Every line in the entries where "whole" is found should be copied.

(Dataset excerpts)
───
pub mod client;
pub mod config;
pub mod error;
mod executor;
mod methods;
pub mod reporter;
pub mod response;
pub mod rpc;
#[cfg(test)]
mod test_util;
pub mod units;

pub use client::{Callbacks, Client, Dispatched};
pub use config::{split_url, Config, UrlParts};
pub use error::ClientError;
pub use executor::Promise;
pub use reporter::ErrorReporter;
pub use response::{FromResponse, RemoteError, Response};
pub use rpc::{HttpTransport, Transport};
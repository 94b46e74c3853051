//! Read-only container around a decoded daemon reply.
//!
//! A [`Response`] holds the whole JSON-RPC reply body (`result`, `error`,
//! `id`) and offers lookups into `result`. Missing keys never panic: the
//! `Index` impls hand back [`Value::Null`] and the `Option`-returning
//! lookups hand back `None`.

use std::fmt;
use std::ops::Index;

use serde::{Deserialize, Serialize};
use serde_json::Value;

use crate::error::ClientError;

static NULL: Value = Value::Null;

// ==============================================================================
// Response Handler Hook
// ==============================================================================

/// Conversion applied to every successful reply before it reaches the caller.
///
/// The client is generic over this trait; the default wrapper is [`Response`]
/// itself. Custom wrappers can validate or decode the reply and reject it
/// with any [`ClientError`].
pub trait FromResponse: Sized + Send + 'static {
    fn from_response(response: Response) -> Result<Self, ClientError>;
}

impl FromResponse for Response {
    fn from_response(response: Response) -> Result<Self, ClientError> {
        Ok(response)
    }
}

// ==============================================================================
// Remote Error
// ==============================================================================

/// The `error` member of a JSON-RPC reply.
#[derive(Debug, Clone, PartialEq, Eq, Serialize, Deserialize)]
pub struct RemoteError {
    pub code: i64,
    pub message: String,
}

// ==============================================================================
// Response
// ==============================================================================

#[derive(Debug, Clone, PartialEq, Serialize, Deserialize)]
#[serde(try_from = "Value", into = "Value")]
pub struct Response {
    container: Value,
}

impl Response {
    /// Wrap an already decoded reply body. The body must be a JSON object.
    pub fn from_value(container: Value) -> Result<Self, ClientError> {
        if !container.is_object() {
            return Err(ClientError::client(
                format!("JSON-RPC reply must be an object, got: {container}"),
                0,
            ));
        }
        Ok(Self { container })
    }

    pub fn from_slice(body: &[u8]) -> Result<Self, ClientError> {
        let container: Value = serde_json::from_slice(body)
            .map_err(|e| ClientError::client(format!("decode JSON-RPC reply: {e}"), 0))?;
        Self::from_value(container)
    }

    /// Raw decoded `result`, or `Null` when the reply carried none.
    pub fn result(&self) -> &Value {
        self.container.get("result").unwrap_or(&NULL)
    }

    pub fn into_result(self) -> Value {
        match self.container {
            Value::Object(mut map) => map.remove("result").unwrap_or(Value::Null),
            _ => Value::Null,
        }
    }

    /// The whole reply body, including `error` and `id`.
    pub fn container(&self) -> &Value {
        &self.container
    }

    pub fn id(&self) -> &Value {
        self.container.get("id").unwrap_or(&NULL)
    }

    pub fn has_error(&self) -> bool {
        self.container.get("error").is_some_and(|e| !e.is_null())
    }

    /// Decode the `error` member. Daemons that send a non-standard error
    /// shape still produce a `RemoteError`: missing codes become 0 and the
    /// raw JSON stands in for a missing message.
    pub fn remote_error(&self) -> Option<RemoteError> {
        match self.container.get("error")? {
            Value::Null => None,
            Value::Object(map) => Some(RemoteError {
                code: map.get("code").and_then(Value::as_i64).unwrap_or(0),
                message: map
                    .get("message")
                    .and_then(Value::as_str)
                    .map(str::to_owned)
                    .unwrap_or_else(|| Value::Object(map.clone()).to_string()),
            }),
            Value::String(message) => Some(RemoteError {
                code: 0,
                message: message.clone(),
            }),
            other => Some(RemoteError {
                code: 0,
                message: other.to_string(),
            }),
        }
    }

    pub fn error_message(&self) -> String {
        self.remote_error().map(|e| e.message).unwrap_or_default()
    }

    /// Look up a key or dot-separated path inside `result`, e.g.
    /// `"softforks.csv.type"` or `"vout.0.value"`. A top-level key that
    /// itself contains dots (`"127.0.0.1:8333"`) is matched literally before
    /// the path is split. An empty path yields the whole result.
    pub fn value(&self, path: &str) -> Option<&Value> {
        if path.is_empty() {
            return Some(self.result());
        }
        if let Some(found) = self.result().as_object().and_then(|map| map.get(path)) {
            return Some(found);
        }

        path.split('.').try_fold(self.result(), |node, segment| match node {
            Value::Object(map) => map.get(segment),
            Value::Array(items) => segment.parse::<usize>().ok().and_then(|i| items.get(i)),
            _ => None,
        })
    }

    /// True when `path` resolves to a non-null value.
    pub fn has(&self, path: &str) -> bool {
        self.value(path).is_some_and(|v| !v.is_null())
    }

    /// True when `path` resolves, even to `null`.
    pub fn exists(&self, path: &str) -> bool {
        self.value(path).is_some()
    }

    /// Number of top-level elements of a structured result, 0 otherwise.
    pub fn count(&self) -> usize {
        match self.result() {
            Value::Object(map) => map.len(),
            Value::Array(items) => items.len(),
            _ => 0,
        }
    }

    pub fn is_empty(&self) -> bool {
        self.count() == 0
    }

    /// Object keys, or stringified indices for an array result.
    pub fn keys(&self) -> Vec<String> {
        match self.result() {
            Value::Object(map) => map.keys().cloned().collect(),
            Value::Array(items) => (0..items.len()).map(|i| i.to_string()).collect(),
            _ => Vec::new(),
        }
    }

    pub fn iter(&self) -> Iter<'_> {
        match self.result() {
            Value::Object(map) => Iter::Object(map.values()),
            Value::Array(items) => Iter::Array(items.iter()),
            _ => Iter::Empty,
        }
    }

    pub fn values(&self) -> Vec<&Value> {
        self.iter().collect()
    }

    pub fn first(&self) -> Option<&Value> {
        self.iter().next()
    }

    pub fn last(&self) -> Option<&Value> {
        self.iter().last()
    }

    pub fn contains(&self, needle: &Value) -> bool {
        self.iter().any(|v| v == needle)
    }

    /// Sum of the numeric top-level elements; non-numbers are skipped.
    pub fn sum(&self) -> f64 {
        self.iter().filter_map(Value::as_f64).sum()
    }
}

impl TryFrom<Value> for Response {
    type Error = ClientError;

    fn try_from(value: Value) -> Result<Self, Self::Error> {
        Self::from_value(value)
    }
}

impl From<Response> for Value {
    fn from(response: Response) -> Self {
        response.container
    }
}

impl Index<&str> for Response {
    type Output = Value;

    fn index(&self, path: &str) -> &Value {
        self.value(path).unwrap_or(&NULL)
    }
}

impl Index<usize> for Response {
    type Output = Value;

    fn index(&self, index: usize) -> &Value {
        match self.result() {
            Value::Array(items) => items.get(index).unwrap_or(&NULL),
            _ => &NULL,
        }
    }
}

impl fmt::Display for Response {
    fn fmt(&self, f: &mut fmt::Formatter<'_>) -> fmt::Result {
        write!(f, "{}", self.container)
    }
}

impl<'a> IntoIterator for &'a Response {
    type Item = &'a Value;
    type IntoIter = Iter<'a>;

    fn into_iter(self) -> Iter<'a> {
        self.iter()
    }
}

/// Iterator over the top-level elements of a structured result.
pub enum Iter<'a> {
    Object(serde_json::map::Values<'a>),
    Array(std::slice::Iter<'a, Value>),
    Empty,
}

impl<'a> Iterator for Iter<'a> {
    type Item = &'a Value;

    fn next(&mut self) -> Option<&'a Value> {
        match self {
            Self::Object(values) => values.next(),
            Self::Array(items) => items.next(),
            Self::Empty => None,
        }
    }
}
───
Reply:
//! A [`Response`] holds the whole JSON-RPC reply body (`result`, `error`,
    /// The whole reply body, including `error` and `id`.
    /// the path is split. An empty path yields the whole result.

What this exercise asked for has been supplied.